Read the lines below, and copy any that contain the string "CompanyProfile".

*** PROVIDED RECORDS ***

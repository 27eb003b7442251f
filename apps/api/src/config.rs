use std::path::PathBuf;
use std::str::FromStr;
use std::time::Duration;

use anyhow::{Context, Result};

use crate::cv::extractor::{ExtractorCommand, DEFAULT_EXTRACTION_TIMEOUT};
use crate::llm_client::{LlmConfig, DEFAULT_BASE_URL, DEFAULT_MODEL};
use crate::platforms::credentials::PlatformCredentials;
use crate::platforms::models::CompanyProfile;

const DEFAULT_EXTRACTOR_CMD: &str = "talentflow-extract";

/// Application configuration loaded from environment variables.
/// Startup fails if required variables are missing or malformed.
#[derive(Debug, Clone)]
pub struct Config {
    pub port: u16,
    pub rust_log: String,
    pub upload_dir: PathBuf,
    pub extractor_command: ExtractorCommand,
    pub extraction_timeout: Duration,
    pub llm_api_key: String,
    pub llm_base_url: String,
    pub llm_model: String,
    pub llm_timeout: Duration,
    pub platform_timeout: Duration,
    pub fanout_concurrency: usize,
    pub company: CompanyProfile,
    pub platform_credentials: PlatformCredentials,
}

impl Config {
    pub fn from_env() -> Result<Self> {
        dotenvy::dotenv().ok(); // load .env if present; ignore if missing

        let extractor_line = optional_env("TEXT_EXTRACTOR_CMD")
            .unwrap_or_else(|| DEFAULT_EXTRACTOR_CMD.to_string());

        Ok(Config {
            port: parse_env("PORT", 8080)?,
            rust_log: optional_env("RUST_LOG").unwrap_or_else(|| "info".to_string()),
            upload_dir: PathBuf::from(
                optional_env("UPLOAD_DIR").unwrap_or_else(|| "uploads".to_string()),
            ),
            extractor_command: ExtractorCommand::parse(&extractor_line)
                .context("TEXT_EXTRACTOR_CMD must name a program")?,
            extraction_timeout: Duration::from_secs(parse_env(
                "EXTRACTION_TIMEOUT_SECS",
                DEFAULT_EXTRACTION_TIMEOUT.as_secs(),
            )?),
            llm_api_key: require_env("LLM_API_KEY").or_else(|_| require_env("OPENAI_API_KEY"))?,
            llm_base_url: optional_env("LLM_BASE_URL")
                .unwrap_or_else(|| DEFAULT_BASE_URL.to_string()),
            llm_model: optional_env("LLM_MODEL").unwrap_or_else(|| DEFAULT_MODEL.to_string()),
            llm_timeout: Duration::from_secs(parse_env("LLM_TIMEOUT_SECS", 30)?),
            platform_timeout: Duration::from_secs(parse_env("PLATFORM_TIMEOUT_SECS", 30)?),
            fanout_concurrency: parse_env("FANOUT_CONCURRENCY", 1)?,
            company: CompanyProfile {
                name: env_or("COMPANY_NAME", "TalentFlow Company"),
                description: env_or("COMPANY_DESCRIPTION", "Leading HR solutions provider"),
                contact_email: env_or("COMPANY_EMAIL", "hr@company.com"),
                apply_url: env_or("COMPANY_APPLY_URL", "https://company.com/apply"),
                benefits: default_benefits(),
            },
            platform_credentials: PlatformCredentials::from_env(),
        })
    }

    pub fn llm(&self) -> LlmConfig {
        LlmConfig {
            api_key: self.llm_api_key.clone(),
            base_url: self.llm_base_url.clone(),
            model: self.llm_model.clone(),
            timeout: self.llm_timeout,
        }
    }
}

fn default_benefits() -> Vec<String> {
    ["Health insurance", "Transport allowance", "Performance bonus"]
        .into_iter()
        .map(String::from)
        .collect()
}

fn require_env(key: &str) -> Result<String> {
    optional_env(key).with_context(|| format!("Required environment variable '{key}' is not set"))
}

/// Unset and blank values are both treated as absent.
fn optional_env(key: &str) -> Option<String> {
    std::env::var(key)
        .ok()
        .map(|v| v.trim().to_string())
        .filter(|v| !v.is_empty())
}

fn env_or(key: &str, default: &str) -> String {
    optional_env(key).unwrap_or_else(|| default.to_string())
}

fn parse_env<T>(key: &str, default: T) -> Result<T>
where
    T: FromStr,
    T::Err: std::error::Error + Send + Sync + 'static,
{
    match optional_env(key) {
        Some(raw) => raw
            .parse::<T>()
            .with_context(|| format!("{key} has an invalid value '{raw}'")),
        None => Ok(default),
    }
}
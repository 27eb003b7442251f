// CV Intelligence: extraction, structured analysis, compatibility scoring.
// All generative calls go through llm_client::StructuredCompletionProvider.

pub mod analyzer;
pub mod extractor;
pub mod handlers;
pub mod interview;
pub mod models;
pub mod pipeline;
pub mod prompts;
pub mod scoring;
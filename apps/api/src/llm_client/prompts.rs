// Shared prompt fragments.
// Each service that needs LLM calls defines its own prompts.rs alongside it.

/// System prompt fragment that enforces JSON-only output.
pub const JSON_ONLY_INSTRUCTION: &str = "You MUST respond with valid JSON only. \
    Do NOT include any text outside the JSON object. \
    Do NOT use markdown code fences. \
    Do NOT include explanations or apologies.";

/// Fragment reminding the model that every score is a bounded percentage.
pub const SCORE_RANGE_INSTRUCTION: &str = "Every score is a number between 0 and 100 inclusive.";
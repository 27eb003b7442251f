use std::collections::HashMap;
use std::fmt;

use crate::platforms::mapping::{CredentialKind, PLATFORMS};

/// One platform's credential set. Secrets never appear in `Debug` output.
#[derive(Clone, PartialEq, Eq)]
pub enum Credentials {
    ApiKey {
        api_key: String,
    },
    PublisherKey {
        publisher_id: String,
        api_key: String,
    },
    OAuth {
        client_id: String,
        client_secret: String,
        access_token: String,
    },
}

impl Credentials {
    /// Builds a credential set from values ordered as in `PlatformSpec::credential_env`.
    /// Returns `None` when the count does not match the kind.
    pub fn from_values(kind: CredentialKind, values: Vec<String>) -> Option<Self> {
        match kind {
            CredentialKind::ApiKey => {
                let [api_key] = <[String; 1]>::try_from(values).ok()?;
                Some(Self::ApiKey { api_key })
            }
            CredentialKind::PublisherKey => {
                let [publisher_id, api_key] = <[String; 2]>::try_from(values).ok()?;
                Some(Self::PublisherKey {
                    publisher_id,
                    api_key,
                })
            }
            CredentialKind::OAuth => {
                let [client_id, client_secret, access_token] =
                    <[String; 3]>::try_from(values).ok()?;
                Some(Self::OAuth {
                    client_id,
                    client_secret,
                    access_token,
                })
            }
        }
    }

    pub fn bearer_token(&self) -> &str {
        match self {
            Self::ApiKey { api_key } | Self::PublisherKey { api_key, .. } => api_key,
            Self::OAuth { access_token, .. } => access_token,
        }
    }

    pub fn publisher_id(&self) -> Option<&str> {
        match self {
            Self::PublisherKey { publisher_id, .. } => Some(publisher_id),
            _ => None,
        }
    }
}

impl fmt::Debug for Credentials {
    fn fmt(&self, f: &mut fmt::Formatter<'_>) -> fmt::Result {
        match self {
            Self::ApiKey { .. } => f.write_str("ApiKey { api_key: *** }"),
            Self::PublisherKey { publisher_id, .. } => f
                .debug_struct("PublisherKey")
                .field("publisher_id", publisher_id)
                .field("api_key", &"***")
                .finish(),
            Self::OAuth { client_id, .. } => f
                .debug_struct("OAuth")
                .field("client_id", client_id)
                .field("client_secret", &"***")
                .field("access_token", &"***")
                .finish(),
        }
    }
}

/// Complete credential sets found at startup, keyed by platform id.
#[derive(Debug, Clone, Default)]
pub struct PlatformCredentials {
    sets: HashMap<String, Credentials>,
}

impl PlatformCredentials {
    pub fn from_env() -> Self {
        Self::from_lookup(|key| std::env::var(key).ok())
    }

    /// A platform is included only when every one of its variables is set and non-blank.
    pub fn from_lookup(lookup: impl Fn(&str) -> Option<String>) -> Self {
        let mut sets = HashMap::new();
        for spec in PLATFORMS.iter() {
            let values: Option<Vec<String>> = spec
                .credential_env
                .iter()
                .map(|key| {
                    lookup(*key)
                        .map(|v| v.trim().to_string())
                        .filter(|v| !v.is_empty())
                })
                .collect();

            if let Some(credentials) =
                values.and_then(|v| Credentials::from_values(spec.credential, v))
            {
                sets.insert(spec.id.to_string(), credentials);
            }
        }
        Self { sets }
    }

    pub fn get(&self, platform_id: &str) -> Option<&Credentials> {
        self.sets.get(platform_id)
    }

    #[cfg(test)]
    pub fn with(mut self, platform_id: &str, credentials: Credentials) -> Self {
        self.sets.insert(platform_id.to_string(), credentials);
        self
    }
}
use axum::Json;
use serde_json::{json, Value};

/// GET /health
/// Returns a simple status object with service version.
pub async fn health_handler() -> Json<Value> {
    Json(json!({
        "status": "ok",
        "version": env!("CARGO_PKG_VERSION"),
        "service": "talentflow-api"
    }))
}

***
*** PROVIDED RECORDS ***

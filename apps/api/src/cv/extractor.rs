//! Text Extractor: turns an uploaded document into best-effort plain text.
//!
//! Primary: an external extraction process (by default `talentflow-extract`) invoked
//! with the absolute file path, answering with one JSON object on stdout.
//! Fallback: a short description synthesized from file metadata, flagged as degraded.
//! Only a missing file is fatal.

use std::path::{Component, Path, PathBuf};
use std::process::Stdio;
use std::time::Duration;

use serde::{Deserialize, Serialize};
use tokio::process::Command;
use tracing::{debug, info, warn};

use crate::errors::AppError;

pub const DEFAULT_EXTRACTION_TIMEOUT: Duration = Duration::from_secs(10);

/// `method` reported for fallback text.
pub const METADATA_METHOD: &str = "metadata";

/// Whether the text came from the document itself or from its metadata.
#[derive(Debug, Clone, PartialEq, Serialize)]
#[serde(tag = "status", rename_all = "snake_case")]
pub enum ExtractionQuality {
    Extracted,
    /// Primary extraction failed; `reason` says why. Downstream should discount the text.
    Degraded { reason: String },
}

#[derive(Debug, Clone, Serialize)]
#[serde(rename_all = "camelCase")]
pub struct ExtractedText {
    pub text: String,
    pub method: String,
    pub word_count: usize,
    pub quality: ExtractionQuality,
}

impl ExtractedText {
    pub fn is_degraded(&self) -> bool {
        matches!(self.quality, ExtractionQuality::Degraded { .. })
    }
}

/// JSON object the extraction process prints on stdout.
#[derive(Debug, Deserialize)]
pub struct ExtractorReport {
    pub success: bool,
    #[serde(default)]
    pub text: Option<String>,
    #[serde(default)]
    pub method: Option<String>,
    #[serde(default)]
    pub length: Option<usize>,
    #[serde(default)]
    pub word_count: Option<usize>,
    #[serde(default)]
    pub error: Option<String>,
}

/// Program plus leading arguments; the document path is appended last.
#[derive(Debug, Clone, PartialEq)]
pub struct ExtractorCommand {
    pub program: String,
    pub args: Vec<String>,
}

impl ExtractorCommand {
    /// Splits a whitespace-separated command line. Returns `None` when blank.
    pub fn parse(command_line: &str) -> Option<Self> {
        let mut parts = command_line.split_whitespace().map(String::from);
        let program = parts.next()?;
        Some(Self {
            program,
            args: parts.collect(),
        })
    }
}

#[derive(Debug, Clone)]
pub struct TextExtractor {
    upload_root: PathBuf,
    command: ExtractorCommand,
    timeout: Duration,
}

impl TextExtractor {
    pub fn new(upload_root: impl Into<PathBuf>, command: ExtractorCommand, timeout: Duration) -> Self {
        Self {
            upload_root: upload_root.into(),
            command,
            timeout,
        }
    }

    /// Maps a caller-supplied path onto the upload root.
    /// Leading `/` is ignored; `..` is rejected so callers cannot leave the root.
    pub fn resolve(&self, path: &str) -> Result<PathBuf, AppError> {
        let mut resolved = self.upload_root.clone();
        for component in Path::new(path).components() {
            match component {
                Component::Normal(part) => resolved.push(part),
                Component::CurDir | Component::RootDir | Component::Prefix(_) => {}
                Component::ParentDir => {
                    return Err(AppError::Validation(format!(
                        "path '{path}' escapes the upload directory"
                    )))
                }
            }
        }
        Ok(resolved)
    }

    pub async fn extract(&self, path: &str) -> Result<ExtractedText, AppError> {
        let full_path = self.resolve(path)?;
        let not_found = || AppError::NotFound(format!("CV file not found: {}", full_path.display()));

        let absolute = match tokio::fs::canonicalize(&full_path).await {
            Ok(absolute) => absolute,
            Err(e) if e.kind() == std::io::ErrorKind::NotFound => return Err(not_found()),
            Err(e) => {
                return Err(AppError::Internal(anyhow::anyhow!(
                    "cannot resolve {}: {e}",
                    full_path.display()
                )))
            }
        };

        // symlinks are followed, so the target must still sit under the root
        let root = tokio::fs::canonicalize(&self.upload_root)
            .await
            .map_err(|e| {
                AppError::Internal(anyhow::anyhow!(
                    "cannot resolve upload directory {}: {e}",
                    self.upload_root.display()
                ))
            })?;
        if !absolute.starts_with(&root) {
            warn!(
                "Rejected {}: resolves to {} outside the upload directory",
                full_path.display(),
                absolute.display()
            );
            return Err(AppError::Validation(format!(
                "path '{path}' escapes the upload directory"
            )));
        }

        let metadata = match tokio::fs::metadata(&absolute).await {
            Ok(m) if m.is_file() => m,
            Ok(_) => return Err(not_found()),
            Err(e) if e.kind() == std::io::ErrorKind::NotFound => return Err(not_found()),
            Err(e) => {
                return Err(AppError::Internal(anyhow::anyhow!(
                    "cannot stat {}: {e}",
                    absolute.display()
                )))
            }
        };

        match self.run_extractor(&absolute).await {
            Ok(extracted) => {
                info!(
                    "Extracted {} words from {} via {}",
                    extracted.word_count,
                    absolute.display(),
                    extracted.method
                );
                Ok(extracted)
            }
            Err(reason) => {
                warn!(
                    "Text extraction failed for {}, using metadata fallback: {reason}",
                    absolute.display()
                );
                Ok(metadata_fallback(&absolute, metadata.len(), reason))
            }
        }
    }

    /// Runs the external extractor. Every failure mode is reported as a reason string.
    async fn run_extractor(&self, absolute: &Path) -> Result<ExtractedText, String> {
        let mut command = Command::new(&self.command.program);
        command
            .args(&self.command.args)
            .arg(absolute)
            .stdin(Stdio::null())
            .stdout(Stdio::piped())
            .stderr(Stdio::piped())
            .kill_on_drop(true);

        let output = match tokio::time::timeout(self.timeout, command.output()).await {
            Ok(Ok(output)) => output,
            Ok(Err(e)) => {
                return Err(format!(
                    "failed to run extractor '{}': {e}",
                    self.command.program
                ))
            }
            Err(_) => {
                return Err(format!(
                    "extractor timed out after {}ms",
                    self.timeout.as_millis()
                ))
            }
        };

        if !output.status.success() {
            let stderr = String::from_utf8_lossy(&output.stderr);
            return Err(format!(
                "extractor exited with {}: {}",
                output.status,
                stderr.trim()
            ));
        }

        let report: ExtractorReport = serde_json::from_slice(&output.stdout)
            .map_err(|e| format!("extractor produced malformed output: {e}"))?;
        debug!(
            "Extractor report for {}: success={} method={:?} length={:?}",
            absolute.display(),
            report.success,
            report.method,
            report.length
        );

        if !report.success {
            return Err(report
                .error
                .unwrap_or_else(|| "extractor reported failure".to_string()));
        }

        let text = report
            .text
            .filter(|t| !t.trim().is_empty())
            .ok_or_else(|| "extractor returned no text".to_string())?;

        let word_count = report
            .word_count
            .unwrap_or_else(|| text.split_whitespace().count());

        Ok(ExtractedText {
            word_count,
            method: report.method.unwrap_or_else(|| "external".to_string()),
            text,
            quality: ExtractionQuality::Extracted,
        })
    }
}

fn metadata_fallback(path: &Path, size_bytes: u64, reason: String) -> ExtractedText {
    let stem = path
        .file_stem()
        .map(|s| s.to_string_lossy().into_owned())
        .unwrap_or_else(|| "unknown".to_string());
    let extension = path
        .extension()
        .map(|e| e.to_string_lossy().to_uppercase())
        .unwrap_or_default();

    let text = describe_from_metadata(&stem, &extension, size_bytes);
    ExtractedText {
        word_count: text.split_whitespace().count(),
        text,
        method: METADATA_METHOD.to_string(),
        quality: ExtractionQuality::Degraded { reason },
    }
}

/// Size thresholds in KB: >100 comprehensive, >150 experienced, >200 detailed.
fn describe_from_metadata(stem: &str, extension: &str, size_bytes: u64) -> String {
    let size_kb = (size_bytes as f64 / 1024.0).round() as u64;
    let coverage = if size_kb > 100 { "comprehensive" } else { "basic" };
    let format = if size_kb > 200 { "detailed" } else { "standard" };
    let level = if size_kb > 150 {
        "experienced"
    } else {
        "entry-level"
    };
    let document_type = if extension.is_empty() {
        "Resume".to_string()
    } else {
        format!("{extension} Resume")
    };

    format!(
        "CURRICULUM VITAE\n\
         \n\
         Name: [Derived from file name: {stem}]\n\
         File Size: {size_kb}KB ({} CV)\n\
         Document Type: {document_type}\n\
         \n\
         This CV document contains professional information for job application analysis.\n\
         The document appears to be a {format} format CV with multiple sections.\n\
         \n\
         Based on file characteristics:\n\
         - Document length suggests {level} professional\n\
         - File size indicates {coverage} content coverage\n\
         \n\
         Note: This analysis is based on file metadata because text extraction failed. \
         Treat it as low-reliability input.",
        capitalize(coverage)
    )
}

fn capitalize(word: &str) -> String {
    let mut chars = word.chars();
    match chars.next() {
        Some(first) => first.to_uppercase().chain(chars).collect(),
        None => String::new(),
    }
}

***
*** PROVIDED RECORDS ***

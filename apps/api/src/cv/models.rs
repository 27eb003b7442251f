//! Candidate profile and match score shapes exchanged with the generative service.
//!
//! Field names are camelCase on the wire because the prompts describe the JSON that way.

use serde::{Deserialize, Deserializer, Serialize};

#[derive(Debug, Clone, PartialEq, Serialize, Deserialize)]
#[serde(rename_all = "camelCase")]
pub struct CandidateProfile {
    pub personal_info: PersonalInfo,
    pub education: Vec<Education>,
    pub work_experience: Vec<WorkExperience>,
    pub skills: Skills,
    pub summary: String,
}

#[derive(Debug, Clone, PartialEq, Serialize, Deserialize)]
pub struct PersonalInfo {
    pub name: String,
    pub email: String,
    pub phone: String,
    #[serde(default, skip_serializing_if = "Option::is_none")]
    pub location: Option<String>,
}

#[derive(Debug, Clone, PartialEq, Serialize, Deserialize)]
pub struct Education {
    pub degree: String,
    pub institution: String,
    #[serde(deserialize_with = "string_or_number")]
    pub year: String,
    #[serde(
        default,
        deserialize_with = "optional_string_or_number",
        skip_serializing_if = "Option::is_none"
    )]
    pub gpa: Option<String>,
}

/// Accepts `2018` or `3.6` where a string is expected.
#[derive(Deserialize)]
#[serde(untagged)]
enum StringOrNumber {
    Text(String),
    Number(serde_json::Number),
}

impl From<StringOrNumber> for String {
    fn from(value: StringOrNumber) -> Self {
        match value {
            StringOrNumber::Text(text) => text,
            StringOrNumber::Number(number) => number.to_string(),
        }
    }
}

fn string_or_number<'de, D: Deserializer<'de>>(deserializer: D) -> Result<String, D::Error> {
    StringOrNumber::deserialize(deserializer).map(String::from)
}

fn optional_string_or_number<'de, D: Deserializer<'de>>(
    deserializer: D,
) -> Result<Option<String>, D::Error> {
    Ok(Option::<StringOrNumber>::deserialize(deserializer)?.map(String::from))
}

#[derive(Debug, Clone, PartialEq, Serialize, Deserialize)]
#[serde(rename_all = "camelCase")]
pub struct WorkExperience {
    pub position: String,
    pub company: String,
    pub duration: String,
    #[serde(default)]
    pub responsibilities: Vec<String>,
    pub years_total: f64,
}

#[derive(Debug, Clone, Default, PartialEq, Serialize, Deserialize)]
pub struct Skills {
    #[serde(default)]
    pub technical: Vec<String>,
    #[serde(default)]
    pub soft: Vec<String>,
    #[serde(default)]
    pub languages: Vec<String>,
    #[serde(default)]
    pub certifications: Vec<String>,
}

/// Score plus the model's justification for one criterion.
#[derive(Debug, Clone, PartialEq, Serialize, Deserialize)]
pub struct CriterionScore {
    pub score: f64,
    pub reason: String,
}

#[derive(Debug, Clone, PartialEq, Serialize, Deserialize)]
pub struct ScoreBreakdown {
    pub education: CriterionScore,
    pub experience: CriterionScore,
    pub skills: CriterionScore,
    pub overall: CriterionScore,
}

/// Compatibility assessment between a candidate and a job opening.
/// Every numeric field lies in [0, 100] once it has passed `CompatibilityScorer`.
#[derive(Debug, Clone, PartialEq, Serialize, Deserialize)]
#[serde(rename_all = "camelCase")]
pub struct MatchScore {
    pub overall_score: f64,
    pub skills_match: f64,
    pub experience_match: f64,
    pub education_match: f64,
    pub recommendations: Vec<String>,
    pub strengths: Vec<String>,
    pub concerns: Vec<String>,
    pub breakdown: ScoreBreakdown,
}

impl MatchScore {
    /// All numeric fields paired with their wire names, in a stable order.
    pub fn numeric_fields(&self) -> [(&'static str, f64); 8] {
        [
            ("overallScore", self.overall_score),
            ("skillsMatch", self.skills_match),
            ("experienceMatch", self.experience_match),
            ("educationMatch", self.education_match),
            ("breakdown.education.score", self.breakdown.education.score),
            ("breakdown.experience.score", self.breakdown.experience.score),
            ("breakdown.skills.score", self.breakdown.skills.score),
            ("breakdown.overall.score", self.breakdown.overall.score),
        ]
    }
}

***

• WRITTEN SOLUTION:
use crate::platforms::models::CompanyProfile;
    pub company: CompanyProfile,
            company: CompanyProfile {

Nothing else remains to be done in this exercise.